[[ Data extracts open ]]

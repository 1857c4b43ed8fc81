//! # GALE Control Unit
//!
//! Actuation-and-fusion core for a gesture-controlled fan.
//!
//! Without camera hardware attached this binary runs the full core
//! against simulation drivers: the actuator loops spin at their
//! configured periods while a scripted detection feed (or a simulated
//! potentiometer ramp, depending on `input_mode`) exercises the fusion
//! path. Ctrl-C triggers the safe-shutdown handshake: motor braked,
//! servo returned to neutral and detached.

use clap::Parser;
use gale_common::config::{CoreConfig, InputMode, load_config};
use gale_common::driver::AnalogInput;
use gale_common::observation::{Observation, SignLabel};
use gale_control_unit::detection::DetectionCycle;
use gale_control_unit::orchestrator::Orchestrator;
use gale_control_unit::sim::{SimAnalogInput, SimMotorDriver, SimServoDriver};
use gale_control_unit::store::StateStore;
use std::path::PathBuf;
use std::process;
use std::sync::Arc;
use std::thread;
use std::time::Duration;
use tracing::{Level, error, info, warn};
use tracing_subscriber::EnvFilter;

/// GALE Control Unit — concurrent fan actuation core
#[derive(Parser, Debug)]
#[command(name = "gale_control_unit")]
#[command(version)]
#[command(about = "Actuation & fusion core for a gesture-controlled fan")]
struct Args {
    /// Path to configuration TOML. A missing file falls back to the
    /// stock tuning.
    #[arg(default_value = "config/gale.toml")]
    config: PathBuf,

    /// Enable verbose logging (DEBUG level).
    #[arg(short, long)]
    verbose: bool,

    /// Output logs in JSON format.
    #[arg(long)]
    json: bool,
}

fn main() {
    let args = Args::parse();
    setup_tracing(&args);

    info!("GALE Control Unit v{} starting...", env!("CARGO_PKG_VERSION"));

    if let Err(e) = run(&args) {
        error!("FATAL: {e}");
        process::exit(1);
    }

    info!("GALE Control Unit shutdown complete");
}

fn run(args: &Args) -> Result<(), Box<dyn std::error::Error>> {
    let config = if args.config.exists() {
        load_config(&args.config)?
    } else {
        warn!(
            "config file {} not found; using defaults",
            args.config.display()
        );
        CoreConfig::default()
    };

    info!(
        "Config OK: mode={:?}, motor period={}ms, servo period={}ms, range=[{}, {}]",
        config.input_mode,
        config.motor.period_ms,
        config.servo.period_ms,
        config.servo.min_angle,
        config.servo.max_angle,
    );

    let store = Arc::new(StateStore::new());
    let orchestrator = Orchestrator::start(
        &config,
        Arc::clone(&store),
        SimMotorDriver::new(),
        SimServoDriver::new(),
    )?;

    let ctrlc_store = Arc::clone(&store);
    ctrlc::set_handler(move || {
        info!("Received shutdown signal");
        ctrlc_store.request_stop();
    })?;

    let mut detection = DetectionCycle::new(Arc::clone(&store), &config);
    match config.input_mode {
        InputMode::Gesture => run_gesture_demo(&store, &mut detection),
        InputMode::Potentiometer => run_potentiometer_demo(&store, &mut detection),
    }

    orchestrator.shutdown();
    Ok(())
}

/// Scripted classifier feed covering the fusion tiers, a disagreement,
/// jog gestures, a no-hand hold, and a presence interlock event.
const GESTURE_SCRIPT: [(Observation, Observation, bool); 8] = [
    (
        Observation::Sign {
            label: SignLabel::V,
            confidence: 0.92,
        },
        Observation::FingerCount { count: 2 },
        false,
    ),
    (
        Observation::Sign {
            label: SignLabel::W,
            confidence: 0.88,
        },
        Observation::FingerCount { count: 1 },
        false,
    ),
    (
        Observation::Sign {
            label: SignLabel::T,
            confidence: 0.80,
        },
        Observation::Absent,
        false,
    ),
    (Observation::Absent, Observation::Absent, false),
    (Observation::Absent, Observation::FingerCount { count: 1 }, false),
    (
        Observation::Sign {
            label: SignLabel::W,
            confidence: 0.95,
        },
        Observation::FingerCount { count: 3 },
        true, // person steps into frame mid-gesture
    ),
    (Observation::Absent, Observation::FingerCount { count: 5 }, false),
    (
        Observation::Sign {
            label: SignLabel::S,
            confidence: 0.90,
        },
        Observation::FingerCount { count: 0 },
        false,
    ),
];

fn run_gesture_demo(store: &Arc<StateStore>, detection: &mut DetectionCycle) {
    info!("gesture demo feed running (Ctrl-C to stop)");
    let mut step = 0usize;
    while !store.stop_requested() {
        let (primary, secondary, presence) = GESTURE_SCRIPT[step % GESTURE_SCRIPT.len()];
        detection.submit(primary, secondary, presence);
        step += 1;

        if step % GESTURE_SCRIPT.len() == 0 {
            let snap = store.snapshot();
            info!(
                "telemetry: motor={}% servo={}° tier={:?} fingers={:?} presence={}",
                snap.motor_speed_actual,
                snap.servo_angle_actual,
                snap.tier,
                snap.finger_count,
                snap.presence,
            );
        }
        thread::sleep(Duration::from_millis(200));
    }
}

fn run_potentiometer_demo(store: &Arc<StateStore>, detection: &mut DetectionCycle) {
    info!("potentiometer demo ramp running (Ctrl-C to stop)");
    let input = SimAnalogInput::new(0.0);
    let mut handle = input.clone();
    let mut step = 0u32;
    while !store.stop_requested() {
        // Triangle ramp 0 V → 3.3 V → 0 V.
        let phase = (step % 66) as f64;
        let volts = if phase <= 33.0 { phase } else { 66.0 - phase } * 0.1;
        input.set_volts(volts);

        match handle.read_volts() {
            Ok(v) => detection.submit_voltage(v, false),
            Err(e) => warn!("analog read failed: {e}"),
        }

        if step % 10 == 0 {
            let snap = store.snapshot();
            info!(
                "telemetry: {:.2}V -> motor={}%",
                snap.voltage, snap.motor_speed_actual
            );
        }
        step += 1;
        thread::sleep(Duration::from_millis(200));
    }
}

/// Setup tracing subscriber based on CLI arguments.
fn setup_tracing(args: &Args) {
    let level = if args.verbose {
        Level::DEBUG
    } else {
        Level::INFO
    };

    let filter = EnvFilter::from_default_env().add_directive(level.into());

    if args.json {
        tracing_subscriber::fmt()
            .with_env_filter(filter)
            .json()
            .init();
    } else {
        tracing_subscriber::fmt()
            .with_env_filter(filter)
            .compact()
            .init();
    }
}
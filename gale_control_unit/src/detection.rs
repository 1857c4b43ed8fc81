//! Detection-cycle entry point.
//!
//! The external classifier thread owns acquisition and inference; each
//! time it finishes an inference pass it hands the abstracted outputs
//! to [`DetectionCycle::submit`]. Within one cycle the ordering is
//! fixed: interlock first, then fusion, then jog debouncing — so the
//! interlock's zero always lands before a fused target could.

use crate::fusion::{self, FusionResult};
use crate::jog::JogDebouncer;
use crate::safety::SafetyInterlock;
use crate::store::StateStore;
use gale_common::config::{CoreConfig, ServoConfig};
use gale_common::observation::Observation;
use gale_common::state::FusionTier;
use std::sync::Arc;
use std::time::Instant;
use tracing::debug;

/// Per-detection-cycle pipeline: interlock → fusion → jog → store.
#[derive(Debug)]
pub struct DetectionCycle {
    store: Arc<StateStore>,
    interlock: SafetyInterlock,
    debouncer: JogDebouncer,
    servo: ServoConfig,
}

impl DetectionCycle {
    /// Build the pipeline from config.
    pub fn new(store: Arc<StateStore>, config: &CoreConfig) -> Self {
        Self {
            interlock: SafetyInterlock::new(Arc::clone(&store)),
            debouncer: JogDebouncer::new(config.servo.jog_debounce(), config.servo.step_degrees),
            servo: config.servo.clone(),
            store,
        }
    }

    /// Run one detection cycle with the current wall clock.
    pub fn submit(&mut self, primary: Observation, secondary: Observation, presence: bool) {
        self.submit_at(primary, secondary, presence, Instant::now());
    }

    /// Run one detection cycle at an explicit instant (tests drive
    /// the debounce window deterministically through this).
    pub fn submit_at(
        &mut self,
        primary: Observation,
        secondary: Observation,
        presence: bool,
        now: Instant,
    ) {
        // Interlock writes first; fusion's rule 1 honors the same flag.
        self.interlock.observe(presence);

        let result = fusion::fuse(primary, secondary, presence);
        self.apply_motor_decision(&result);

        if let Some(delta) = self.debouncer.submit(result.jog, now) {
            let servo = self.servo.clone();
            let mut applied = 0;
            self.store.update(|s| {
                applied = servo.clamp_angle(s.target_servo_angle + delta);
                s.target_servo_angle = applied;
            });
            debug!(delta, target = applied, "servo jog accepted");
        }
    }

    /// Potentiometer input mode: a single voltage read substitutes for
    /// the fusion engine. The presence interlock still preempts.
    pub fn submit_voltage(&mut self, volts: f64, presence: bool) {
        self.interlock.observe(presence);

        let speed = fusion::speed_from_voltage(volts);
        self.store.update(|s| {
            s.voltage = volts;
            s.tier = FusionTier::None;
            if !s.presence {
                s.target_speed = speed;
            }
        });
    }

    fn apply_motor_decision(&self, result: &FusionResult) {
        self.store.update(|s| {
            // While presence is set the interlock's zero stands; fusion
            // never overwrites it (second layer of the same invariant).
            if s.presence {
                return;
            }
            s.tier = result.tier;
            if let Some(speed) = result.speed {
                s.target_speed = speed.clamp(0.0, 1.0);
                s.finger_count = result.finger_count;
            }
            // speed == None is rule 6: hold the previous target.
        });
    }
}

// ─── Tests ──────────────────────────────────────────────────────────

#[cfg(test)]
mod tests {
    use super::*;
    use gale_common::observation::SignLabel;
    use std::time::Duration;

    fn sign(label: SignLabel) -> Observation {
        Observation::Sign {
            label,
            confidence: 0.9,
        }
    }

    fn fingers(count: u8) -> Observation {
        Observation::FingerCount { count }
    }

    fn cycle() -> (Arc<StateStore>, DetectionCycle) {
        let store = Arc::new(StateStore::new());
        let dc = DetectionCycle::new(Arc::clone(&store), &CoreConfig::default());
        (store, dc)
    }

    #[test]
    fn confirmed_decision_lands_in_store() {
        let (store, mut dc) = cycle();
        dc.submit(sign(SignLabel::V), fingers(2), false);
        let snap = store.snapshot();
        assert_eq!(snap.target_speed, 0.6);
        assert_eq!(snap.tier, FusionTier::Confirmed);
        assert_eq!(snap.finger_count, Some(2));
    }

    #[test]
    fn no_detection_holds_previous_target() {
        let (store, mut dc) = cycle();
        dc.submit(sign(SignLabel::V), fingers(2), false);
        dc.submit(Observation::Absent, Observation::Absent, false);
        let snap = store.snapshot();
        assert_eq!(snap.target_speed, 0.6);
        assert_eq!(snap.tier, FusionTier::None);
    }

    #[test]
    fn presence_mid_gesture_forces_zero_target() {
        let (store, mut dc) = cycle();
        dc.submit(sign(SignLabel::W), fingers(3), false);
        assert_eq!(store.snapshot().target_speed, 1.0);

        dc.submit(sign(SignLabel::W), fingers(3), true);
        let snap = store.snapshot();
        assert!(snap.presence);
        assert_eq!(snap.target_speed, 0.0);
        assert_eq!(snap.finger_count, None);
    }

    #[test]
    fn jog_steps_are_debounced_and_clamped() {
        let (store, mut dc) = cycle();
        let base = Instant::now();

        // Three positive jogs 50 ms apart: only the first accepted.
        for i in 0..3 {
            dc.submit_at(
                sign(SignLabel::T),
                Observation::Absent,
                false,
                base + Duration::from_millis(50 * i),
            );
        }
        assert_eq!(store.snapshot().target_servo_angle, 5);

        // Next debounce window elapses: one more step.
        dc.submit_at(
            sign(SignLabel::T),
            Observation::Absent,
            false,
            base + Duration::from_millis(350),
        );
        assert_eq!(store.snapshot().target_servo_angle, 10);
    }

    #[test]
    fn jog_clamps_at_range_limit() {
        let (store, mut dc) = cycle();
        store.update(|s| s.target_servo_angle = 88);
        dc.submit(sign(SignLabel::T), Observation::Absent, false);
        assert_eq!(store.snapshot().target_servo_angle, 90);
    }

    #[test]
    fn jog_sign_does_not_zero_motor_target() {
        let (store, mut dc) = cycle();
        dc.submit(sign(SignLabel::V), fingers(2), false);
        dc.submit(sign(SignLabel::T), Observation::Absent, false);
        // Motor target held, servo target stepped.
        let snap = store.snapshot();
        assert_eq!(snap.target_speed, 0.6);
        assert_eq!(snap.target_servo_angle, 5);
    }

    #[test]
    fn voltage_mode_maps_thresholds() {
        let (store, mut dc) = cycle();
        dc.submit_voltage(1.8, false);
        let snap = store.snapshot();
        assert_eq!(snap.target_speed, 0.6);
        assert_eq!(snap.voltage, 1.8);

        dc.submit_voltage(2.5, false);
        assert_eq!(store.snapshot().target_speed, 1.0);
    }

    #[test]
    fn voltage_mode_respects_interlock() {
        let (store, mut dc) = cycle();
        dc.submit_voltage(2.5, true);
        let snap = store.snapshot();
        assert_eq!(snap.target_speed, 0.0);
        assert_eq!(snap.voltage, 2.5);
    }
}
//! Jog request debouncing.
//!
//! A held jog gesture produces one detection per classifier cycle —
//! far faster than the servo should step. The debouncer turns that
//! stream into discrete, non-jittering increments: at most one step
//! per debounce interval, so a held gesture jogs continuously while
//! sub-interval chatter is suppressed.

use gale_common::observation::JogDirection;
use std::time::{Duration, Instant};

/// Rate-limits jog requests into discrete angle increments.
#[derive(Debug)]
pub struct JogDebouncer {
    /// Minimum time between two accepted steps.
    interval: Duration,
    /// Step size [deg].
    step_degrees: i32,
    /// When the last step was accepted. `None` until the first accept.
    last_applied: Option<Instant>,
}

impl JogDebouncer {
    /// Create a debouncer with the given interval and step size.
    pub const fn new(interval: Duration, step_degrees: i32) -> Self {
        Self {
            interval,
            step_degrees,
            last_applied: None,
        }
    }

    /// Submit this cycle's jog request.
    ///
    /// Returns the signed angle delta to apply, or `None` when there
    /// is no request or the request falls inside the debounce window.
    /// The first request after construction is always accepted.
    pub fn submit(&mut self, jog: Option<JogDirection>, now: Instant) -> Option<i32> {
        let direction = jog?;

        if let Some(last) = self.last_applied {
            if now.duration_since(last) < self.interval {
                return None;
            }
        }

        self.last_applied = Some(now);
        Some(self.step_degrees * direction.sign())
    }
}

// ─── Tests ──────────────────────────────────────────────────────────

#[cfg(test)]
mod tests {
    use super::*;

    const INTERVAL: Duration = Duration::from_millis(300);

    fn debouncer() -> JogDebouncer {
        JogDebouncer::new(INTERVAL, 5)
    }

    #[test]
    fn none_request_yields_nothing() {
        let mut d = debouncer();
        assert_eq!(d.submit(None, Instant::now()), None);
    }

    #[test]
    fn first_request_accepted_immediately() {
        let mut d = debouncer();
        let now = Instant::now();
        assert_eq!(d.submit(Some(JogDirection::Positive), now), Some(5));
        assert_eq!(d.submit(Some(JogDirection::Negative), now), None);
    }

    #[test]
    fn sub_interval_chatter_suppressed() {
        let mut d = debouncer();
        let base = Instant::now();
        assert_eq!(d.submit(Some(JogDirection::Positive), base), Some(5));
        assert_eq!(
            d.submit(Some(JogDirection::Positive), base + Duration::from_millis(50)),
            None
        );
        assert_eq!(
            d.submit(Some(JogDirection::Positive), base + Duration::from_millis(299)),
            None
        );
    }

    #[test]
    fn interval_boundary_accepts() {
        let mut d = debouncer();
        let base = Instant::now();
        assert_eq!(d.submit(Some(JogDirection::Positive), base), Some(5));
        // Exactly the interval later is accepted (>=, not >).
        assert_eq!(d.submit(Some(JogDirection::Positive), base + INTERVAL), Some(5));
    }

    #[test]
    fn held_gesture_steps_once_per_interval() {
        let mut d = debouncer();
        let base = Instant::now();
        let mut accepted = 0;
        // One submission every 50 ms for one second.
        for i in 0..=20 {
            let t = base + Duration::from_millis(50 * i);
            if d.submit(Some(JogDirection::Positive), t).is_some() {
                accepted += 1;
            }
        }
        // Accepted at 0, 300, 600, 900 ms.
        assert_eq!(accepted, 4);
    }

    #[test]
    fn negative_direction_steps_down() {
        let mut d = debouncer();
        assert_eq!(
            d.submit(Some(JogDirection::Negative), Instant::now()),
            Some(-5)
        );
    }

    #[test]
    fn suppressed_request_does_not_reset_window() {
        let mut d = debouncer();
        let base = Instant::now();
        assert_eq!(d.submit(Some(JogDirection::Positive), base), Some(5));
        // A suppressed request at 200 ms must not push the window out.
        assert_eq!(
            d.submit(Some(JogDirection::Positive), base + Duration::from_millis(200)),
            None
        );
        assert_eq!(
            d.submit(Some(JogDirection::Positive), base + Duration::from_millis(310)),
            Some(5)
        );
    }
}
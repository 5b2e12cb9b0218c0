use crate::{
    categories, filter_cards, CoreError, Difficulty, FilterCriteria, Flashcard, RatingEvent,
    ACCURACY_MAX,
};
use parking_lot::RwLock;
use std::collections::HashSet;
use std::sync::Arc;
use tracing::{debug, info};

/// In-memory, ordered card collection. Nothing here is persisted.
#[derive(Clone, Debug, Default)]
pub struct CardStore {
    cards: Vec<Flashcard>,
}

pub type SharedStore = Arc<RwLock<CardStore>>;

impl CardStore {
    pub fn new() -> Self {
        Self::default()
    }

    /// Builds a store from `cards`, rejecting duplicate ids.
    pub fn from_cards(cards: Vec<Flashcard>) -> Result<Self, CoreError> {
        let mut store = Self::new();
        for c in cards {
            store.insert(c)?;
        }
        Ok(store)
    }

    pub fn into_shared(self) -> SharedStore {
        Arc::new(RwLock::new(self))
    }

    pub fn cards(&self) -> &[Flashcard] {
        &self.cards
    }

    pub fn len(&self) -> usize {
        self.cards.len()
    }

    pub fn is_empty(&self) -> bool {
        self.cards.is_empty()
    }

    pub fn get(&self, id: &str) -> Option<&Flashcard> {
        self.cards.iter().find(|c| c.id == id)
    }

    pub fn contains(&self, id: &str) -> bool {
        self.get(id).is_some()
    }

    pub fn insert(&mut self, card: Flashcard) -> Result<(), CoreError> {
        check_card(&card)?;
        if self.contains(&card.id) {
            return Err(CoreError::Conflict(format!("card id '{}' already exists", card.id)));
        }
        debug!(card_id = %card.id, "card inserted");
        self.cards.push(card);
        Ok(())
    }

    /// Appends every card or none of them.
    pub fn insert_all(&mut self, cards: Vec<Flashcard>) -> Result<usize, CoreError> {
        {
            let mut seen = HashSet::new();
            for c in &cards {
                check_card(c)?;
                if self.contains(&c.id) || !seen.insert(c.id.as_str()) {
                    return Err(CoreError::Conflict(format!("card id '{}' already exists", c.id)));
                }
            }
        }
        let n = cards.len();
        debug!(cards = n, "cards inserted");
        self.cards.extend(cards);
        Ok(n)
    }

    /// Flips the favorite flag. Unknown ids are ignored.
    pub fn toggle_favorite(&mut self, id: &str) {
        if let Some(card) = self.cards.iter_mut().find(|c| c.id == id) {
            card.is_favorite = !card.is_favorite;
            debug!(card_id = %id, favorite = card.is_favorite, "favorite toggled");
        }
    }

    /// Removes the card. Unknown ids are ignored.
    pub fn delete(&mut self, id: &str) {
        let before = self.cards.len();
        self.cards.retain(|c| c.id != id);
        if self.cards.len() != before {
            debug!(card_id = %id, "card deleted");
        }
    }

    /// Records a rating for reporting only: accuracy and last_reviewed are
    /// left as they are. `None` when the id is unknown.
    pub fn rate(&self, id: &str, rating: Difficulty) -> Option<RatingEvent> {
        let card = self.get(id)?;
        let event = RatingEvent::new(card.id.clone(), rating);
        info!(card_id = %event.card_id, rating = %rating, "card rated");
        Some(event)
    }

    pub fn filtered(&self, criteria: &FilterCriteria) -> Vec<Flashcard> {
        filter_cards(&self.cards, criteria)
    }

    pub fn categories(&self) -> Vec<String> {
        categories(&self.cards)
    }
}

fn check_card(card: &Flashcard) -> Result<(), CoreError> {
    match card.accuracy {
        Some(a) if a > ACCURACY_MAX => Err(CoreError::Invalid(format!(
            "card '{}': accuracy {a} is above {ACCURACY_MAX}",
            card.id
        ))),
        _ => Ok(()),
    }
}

[[ Data extracts closed ]]

### [Instructions to follow]
Starting from the first line of the records above, retype each line exactly up to and including the one that contains "use gale_control_unit::detection::DetectionCycle;", and nothing more.

### [Exercise answer]
repository 1857c4b43ed8fc81
//! # GALE Control Unit
//!
//! Actuation-and-fusion core for a gesture-controlled fan.
//!
//! Without camera hardware attached this binary runs the full core
//! against simulation drivers: the actuator loops spin at their
//! configured periods while a scripted detection feed (or a simulated
//! potentiometer ramp, depending on `input_mode`) exercises the fusion
//! path. Ctrl-C triggers the safe-shutdown handshake: motor braked,
//! servo returned to neutral and detached.

use clap::Parser;
use gale_common::config::{CoreConfig, InputMode, load_config};
use gale_common::driver::AnalogInput;
use gale_common::observation::{Observation, SignLabel};
use gale_control_unit::detection::DetectionCycle;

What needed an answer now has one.